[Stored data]
#####
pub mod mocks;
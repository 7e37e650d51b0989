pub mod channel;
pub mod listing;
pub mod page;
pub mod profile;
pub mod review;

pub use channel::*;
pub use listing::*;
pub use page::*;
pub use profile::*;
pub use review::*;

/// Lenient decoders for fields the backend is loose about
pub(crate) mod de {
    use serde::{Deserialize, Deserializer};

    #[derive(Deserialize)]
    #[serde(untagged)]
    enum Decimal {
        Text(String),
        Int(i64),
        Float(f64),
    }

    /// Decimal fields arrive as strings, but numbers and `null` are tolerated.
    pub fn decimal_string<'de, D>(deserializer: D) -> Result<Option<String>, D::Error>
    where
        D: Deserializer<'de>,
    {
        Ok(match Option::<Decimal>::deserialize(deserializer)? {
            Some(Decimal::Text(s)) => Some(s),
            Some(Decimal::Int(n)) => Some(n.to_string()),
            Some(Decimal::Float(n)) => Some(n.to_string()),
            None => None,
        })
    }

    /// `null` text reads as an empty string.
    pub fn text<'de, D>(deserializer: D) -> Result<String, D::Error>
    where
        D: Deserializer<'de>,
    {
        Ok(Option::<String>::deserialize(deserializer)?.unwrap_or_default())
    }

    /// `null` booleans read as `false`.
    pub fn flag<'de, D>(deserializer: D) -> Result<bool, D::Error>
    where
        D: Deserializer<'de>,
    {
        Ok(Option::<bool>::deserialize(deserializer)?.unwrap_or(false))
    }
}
#####
Please say how many lines of the records contain the word "serde", giving the number by itself.

2